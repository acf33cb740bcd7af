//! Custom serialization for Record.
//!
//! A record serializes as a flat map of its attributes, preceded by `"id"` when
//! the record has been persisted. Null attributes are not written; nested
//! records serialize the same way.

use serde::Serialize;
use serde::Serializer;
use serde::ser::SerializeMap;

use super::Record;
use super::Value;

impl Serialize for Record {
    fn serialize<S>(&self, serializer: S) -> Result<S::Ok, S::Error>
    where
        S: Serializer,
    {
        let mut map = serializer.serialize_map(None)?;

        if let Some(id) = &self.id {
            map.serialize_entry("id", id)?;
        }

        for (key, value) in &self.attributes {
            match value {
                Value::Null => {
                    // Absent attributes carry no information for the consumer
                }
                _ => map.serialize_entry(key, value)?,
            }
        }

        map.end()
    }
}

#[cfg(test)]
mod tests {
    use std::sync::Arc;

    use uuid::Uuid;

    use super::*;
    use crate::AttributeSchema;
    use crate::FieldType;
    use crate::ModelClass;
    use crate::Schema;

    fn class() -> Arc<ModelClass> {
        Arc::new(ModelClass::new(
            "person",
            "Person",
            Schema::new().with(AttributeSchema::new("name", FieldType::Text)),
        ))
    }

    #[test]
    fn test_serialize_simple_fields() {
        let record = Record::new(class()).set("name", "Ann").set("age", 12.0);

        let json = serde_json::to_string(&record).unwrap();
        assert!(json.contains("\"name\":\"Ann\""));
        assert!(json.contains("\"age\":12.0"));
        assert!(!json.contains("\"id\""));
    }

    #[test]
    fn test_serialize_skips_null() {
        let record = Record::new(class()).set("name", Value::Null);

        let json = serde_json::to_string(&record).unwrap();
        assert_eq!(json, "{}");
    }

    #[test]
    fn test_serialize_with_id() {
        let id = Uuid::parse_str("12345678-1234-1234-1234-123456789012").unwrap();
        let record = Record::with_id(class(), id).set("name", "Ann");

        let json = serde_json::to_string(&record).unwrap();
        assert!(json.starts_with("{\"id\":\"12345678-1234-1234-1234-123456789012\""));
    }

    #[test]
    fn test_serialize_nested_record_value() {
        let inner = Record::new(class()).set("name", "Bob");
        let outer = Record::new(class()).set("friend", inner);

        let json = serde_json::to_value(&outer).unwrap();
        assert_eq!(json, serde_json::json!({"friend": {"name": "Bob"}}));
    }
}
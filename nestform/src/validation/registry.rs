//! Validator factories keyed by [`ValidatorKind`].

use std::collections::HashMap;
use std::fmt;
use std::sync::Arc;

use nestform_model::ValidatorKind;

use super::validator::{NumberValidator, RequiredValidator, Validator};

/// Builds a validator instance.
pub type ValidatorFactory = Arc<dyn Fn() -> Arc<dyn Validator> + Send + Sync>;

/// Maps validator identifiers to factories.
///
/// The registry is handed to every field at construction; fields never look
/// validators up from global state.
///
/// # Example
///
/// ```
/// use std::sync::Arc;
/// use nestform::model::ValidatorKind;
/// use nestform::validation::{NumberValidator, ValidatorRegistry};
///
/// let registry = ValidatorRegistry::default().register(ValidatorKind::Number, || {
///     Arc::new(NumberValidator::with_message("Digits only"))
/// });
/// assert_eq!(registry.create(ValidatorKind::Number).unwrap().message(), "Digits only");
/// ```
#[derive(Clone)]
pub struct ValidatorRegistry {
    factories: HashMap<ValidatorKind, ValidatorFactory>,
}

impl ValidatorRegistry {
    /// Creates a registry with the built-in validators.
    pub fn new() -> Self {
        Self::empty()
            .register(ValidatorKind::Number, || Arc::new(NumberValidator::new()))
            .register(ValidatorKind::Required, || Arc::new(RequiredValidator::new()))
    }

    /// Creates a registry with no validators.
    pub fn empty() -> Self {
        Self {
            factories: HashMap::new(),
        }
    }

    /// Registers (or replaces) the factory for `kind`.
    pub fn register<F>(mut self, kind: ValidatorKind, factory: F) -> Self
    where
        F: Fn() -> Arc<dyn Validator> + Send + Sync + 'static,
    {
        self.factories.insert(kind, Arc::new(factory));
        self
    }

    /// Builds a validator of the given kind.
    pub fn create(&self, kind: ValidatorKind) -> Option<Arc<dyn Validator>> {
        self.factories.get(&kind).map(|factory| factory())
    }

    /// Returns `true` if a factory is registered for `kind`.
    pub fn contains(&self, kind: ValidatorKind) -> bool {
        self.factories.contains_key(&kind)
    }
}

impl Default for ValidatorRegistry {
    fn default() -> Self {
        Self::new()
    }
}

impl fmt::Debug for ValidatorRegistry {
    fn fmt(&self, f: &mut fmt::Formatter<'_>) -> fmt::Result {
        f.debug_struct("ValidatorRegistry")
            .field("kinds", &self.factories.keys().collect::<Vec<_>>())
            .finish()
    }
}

· · · · ·

**Work to be completed**
All the lines of the material above must be given again exactly.

**Answer below**
repository acf33cb740bcd7af
//! Custom serialization for Record.
//!
//! A record serializes as a flat map of its attributes, preceded by `"id"` when
//! the record has been persisted. Null attributes are not written; nested
//! records serialize the same way.

use serde::Serialize;
use serde::Serializer;
use serde::ser::SerializeMap;

use super::Record;
use super::Value;

impl Serialize for Record {
    fn serialize<S>(&self, serializer: S) -> Result<S::Ok, S::Error>
    where
        S: Serializer,
    {
        let mut map = serializer.serialize_map(None)?;

        if let Some(id) = &self.id {
            map.serialize_entry("id", id)?;
        }

        for (key, value) in &self.attributes {
            match value {
                Value::Null => {
                    // Absent attributes carry no information for the consumer
                }
                _ => map.serialize_entry(key, value)?,
            }
        }

        map.end()
    }
}

#[cfg(test)]
mod tests {
    use std::sync::Arc;

    use uuid::Uuid;

    use super::*;
    use crate::AttributeSchema;
    use crate::FieldType;
    use crate::ModelClass;
    use crate::Schema;

    fn class() -> Arc<ModelClass> {
        Arc::new(ModelClass::new(
            "person",
            "Person",
            Schema::new().with(AttributeSchema::new("name", FieldType::Text)),
        ))
    }

    #[test]
    fn test_serialize_simple_fields() {
        let record = Record::new(class()).set("name", "Ann").set("age", 12.0);

        let json = serde_json::to_string(&record).unwrap();
        assert!(json.contains("\"name\":\"Ann\""));
        assert!(json.contains("\"age\":12.0"));
        assert!(!json.contains("\"id\""));
    }

    #[test]
    fn test_serialize_skips_null() {
        let record = Record::new(class()).set("name", Value::Null);

        let json = serde_json::to_string(&record).unwrap();
        assert_eq!(json, "{}");
    }

    #[test]
    fn test_serialize_with_id() {
        let id = Uuid::parse_str("12345678-1234-1234-1234-123456789012").unwrap();
        let record = Record::with_id(class(), id).set("name", "Ann");

        let json = serde_json::to_string(&record).unwrap();
        assert!(json.starts_with("{\"id\":\"12345678-1234-1234-1234-123456789012\""));
    }

    #[test]
    fn test_serialize_nested_record_value() {
        let inner = Record::new(class()).set("name", "Bob");
        let outer = Record::new(class()).set("friend", inner);

        let json = serde_json::to_value(&outer).unwrap();
        assert_eq!(json, serde_json::json!({"friend": {"name": "Bob"}}));
    }
}
filename nestform/src/validation/registry.rs
//! Validator factories keyed by [`ValidatorKind`].

use std::collections::HashMap;
use std::fmt;
use std::sync::Arc;

use nestform_model::ValidatorKind;

use super::validator::{NumberValidator, RequiredValidator, Validator};

/// Builds a validator instance.
pub type ValidatorFactory = Arc<dyn Fn() -> Arc<dyn Validator> + Send + Sync>;

/// Maps validator identifiers to factories.
///
/// The registry is handed to every field at construction; fields never look
/// validators up from global state.
///
/// # Example
///
/// ```
/// use std::sync::Arc;
/// use nestform::model::ValidatorKind;
/// use nestform::validation::{NumberValidator, ValidatorRegistry};
///
/// let registry = ValidatorRegistry::default().register(ValidatorKind::Number, || {
///     Arc::new(NumberValidator::with_message("Digits only"))
/// });
/// assert_eq!(registry.create(ValidatorKind::Number).unwrap().message(), "Digits only");
/// ```
#[derive(Clone)]
pub struct ValidatorRegistry {
    factories: HashMap<ValidatorKind, ValidatorFactory>,
}

impl ValidatorRegistry {
    /// Creates a registry with the built-in validators.
    pub fn new() -> Self {
        Self::empty()
            .register(ValidatorKind::Number, || Arc::new(NumberValidator::new()))
            .register(ValidatorKind::Required, || Arc::new(RequiredValidator::new()))
    }

    /// Creates a registry with no validators.
    pub fn empty() -> Self {
        Self {
            factories: HashMap::new(),
        }
    }

    /// Registers (or replaces) the factory for `kind`.
    pub fn register<F>(mut self, kind: ValidatorKind, factory: F) -> Self
    where
        F: Fn() -> Arc<dyn Validator> + Send + Sync + 'static,
    {
        self.factories.insert(kind, Arc::new(factory));
        self
    }

    /// Builds a validator of the given kind.
    pub fn create(&self, kind: ValidatorKind) -> Option<Arc<dyn Validator>> {
        self.factories.get(&kind).map(|factory| factory())
    }

    /// Returns `true` if a factory is registered for `kind`.
    pub fn contains(&self, kind: ValidatorKind) -> bool {
        self.factories.contains_key(&kind)
    }
}

impl Default for ValidatorRegistry {
    fn default() -> Self {
        Self::new()
    }
}

impl fmt::Debug for ValidatorRegistry {
    fn fmt(&self, f: &mut fmt::Formatter<'_>) -> fmt::Result {
        f.debug_struct("ValidatorRegistry")
            .field("kinds", &self.factories.keys().collect::<Vec<_>>())
            .finish()
    }
}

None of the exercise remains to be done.